Travaux dirigés de gestion de la trésorerie
1 - Définir : Trésorerie bancaire, gestion de la trésorerie, appel d'offre, prise en
pension, avance en pénalités
2 - Quelles sont les techniques de comblement du déficit global et du déficit
d'agence dans un établissement de micro finance ?
3 - Quels sont les objectifs de la gestion des risques du taux d'intérêt ?
4 - Présenter les raisons de la gestion de la trésorerie
5 - Expliquer succintement la gestion du solde global de la trésorerie.

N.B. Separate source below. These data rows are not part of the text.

//! # Registration System Bootstrap
//!
//! Wires one [`WorkflowConfig`] into a running system: registers the domain,
//! the activity types and the workflow type, builds the pipeline for the
//! configured variant, and hands out the decider, coordinator and worker that
//! operate on it.
//!
//! Registration is idempotent, so every process (decider, worker, starter)
//! bootstraps the same way and ends up with the same definition keys.

use std::collections::HashMap;
use std::sync::Arc;
use std::time::Duration;
use tracing::info;
use uuid::Uuid;

use crate::activities::{
    Activity, ActivityKind, GetContactActivity, SendResultActivity, SubscribeTopicActivity,
    WaitForConfirmationActivity,
};
use crate::config::{BackendKind, ConfigurationError, PipelineVariant, WorkflowConfig};
use crate::error::{Result, WorkflowError};
use crate::interfaces::{NotificationService, Protocol, UserInput};
use crate::messaging::{
    DomainRegistration, InMemoryOrchestrationService, InMemoryServiceConfig,
    OrchestrationService, StartExecutionRequest,
};
use crate::models::{
    ActivityDefinition, ActivityRef, Combinator, DefinitionKey, ExecutionInfo, HistoryEvent,
    Payload, Pipeline, WorkflowDefinition, WorkflowExecution,
};
use crate::orchestration::{Decider, WorkflowCoordinator, WorkflowCoordinatorConfig};
use crate::registry::DefinitionRegistry;
use crate::worker::{ActivityWorker, ActivityWorkerConfig};

/// One pipeline step expressed in activity kinds
#[derive(Debug, Clone, PartialEq, Eq)]
pub enum StepLayout {
    Single(ActivityKind),
    Group(Vec<ActivityKind>, Combinator),
}

/// Pipeline shape for a variant
pub fn pipeline_layout(variant: PipelineVariant) -> Vec<StepLayout> {
    let confirmation = match variant {
        PipelineVariant::Sequential => StepLayout::Single(ActivityKind::WaitForConfirmation),
        PipelineVariant::FanOut => StepLayout::Group(
            vec![ActivityKind::ConfirmEmail, ActivityKind::ConfirmSms],
            Combinator::Any,
        ),
    };
    vec![
        StepLayout::Single(ActivityKind::GetContact),
        StepLayout::Single(ActivityKind::SubscribeTopic),
        confirmation,
        StepLayout::Single(ActivityKind::SendResult),
    ]
}

fn layout_kinds(layout: &[StepLayout]) -> Vec<ActivityKind> {
    layout
        .iter()
        .flat_map(|step| match step {
            StepLayout::Single(kind) => vec![*kind],
            StepLayout::Group(kinds, _) => kinds.clone(),
        })
        .collect()
}

/// Create the orchestration backend the configuration selects
pub async fn connect_service(config: &WorkflowConfig) -> Result<Arc<dyn OrchestrationService>> {
    match config.orchestrator.backend {
        BackendKind::Memory => Ok(Arc::new(InMemoryOrchestrationService::new(
            InMemoryServiceConfig {
                poll_timeout: config.orchestrator.poll_timeout(),
                timer_resolution: config.orchestrator.timer_resolution(),
            },
        ))),
        BackendKind::Postgres => connect_postgres(config).await,
    }
}

#[cfg(feature = "postgres")]
async fn connect_postgres(config: &WorkflowConfig) -> Result<Arc<dyn OrchestrationService>> {
    use crate::messaging::{PgOrchestrationService, PgServiceConfig};

    let database_url = config.orchestrator.database_url.as_deref().ok_or_else(|| {
        ConfigurationError::missing_required_field("orchestrator.database_url", "postgres backend")
    })?;
    let service = PgOrchestrationService::connect(
        database_url,
        config.orchestrator.max_connections,
        PgServiceConfig {
            poll_timeout: config.orchestrator.poll_timeout(),
            poll_interval: config.orchestrator.timer_resolution().max(Duration::from_millis(50)),
        },
    )
    .await?;
    service.migrate().await?;
    Ok(Arc::new(service))
}

#[cfg(not(feature = "postgres"))]
async fn connect_postgres(_config: &WorkflowConfig) -> Result<Arc<dyn OrchestrationService>> {
    Err(ConfigurationError::invalid_value(
        "orchestrator.backend",
        "postgres",
        "built without the postgres feature",
    )
    .into())
}

/// A registered, ready-to-run registration workflow
pub struct RegistrationSystem {
    config: Arc<WorkflowConfig>,
    service: Arc<dyn OrchestrationService>,
    notifications: Arc<dyn NotificationService>,
    user_input: Arc<dyn UserInput>,
    activity_definitions: HashMap<ActivityKind, ActivityDefinition>,
    workflow: WorkflowDefinition,
    pipeline: Arc<Pipeline>,
    decider: Arc<Decider>,
}

impl RegistrationSystem {
    /// Register everything the configured variant needs and build the decider
    pub async fn bootstrap(
        config: WorkflowConfig,
        service: Arc<dyn OrchestrationService>,
        notifications: Arc<dyn NotificationService>,
        user_input: Arc<dyn UserInput>,
    ) -> Result<Self> {
        config.validate()?;
        info!(
            domain = %config.domain,
            variant = ?config.pipeline_variant,
            environment = %config.environment,
            "🚀 Bootstrapping registration workflow"
        );

        service
            .register_domain(&DomainRegistration {
                name: config.domain.clone(),
                description: Some(format!("{} registration workflow domain", config.domain)),
                retention_days: config.orchestrator.retention_days,
            })
            .await?;

        let registry = DefinitionRegistry::new(Arc::clone(&service), config.domain.clone());
        let layout = pipeline_layout(config.pipeline_variant);

        let mut activity_definitions = HashMap::new();
        for kind in layout_kinds(&layout) {
            let mut options = config.activity_options(kind.name());
            if !config.activities.overrides.contains_key(kind.name()) {
                options.description = Some(kind.description().to_string());
            }
            let definition = registry.register_activity(kind.name(), options).await?;
            activity_definitions.insert(kind, definition);
        }

        let key_of = |kind: &ActivityKind| -> Result<ActivityRef> {
            activity_definitions
                .get(kind)
                .map(|definition| definition.key.clone())
                .ok_or_else(|| {
                    WorkflowError::RegistrationError(format!("activity {kind} was not registered"))
                })
        };
        let mut builder = Pipeline::builder();
        for step in &layout {
            builder = match step {
                StepLayout::Single(kind) => builder.single(key_of(kind)?),
                StepLayout::Group(kinds, combinator) => builder.group(
                    kinds.iter().map(key_of).collect::<Result<Vec<_>>>()?,
                    *combinator,
                ),
            };
        }
        let pipeline = Arc::new(builder.build()?);

        let workflow = registry
            .register_workflow(&config.workflow_name, config.workflow_options())
            .await?;
        let decider =
            Arc::new(Decider::new().with_pipeline(workflow.key.clone(), Arc::clone(&pipeline)));

        info!(
            workflow_type = %workflow.key,
            steps = pipeline.len(),
            "✅ Registration workflow ready"
        );
        Ok(Self {
            config: Arc::new(config),
            service,
            notifications,
            user_input,
            activity_definitions,
            workflow,
            pipeline,
            decider,
        })
    }

    pub fn config(&self) -> &WorkflowConfig {
        &self.config
    }

    pub fn service(&self) -> Arc<dyn OrchestrationService> {
        Arc::clone(&self.service)
    }

    pub fn workflow_type(&self) -> &DefinitionKey {
        &self.workflow.key
    }

    pub fn workflow_definition(&self) -> &WorkflowDefinition {
        &self.workflow
    }

    pub fn activity_definition(&self, kind: ActivityKind) -> Option<&ActivityDefinition> {
        self.activity_definitions.get(&kind)
    }

    pub fn pipeline(&self) -> &Arc<Pipeline> {
        &self.pipeline
    }

    pub fn decider(&self) -> Arc<Decider> {
        Arc::clone(&self.decider)
    }

    pub fn coordinator(&self) -> WorkflowCoordinator {
        WorkflowCoordinator::new(
            Arc::clone(&self.service),
            Arc::clone(&self.decider),
            WorkflowCoordinatorConfig {
                domain: self.config.domain.clone(),
                task_list: self.config.task_list.clone(),
                identity: self.config.coordinator.identity.clone(),
                poll_error_backoff: Duration::from_millis(
                    self.config.coordinator.poll_error_backoff_ms,
                ),
            },
        )
    }

    /// Activity implementations for every kind the pipeline schedules
    pub fn activities(&self) -> Vec<Arc<dyn Activity>> {
        let mut kinds: Vec<ActivityKind> = self.activity_definitions.keys().copied().collect();
        kinds.sort();
        kinds.into_iter().map(|kind| self.activity(kind)).collect()
    }

    fn activity(&self, kind: ActivityKind) -> Arc<dyn Activity> {
        let notifications = Arc::clone(&self.notifications);
        let confirmation = self.config.confirmation.clone();
        match kind {
            ActivityKind::GetContact => Arc::new(GetContactActivity::new(
                Arc::clone(&self.user_input),
                self.config.contact.max_prompt_attempts,
            )),
            ActivityKind::SubscribeTopic => Arc::new(SubscribeTopicActivity::new(
                notifications,
                self.config.notification.clone(),
            )),
            ActivityKind::WaitForConfirmation => {
                Arc::new(WaitForConfirmationActivity::any(notifications, confirmation))
            }
            ActivityKind::ConfirmEmail => Arc::new(WaitForConfirmationActivity::for_protocol(
                Protocol::Email,
                notifications,
                confirmation,
            )),
            ActivityKind::ConfirmSms => Arc::new(WaitForConfirmationActivity::for_protocol(
                Protocol::Sms,
                notifications,
                confirmation,
            )),
            ActivityKind::SendResult => Arc::new(SendResultActivity::new(
                notifications,
                self.config.notification.clone(),
            )),
        }
    }

    pub fn activity_worker(&self) -> Result<ActivityWorker> {
        ActivityWorker::register(
            Arc::clone(&self.service),
            self.activities(),
            ActivityWorkerConfig::from_workflow_config(&self.config),
        )
    }

    /// Start a run of the registered workflow
    pub async fn start_execution(
        &self,
        workflow_id: &str,
        input: Option<Payload>,
    ) -> Result<WorkflowExecution> {
        let input = input
            .map(|payload| payload.to_text())
            .transpose()
            .map_err(|e| WorkflowError::ValidationError(e.to_string()))?;
        let execution = self
            .service
            .start_workflow_execution(
                &self.config.domain,
                StartExecutionRequest {
                    workflow_id: workflow_id.to_string(),
                    workflow_type: self.workflow.key.clone(),
                    input,
                    task_list: None,
                },
            )
            .await?;
        info!(execution = %execution, "▶️ Workflow execution started");
        Ok(execution)
    }

    pub async fn describe(&self, run_id: Uuid) -> Result<ExecutionInfo> {
        Ok(self.service.describe_workflow_execution(run_id).await?)
    }

    pub async fn history(&self, run_id: Uuid) -> Result<Vec<HistoryEvent>> {
        Ok(self.service.get_workflow_execution_history(run_id).await?)
    }

    /// Poll the execution until it closes or `limit` elapses
    pub async fn wait_for_close(
        &self,
        run_id: Uuid,
        poll_interval: Duration,
        limit: Duration,
    ) -> Result<ExecutionInfo> {
        let deadline = tokio::time::Instant::now() + limit;
        loop {
            let info = self.describe(run_id).await?;
            if info.status.is_terminal() {
                return Ok(info);
            }
            if tokio::time::Instant::now() >= deadline {
                return Err(WorkflowError::ActivityError(format!(
                    "execution {} still {} after {}ms",
                    info.execution,
                    info.status,
                    limit.as_millis()
                )));
            }
            tokio::time::sleep(poll_interval).await;
        }
    }
}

6 - Comment évaluer la situation de la trésorerie d'un agence d'établissement de
micro finance ?
7 - Après avoir défini le cap, donnez ses avantages et ses caractéristiques
8 - Quelles sont les raisons positives de la gestion de la trésorerie ?
9 - Quelles sont les raisons négativesde la gestion de la trésorerie ?
10 - Quelles sont les opérations qui ont une incidence sur la trésorerie ?
11 - Quels sont les taux de référence ?
Correction :
1 - Définitions
- La trésorerie bancaire se réfère à la liquidité de la banque,
c'est-à-dire aux ressources immédiatement disponibles de la
banque, correspondant aux soldes des dépôts bancaires non
encore transformés en crédit.
- La gestion de la trésorerie consiste à la surveillance de sa
trésorerie nette
- Les appels d’offres sont des offres de liquidités offertes par
la Banque Centrale de sa propre initiative.
- Les Prises en pension sont des offres de liquidités offertes
aux banques qui ont des valeurs mobilisables et qui veulent
les mobiliser auprès de la Banque Centrale. La question
fondamentale est de savoir les titres que la banque présente à
la mobilisation en gage de l’argent qu’elle veut emprunter.
- la pénalité est appliqué lorsque la banque veut emprunter de
l’argent à la Banque Centrale alors qu’elle n’a rien à
financer.
2-
LE COMBLEMENT DU DÉFICIT GLOBAL ET DES DÉFICITS
D’AGENCES
Dans le où la trésorerie globale est déficitaire, le
trésorier recherche le financement du déficit global et couvre
les déficits des agences.
La recherche du financement du déficit global
De même que pour les banques classiques, si le trésorier
constate à un moment que les emplois sont supérieurs au
ressources, et que, le solde de la somme de tous ses comptes
détenus dans les banques commerciales ainsi que la situation
de son coffre, sont insuffisants pour faire face à ses besoins
et aux besoins exprimés par les autres agences, alors, sa
trésorerie est dite déficitaire. Et lui faut combler le
déficit
Assurer le comblement des déficits revient donc à obtenir
des lignes de financement en empruntant généralement auprès
des banques commerciales.
Remarque :
Donc pour les EMF, la banque joue le rôle de la Banque
Centrale en matière de prêt d’argent pour combler les déficits
périodiques.
Pour assurer le comblement des déficits, les EMF
empruntent non pas sur le marché monétaire, mais auprès des
banques commerciales. Les montants empruntés dépendent du
déficit à combler.
Le comblement des déficits d’agences
Aux ressources empruntées sur le marché bancaire, le
trésorier va ajouter les prélèvements d’excédents des agences
excédentaires.
A partir de la somme globale obtenue, il va couvrir les
déficits des agences à besoin de trésorerie.
3-
On distingue deux objectifs distincts:
Garantir un taux pour une position future d’emprunt ou de
placement, comprise entre quelques jours et plusieurs
années;
Modifier la nature d’un emprunt ou d’un placement, passer
d’un emprunt ou placement à taux fixe à un emprunt ou
placement à taux variable ou vice versa.
Son approche diffère de la gestion du risque de change.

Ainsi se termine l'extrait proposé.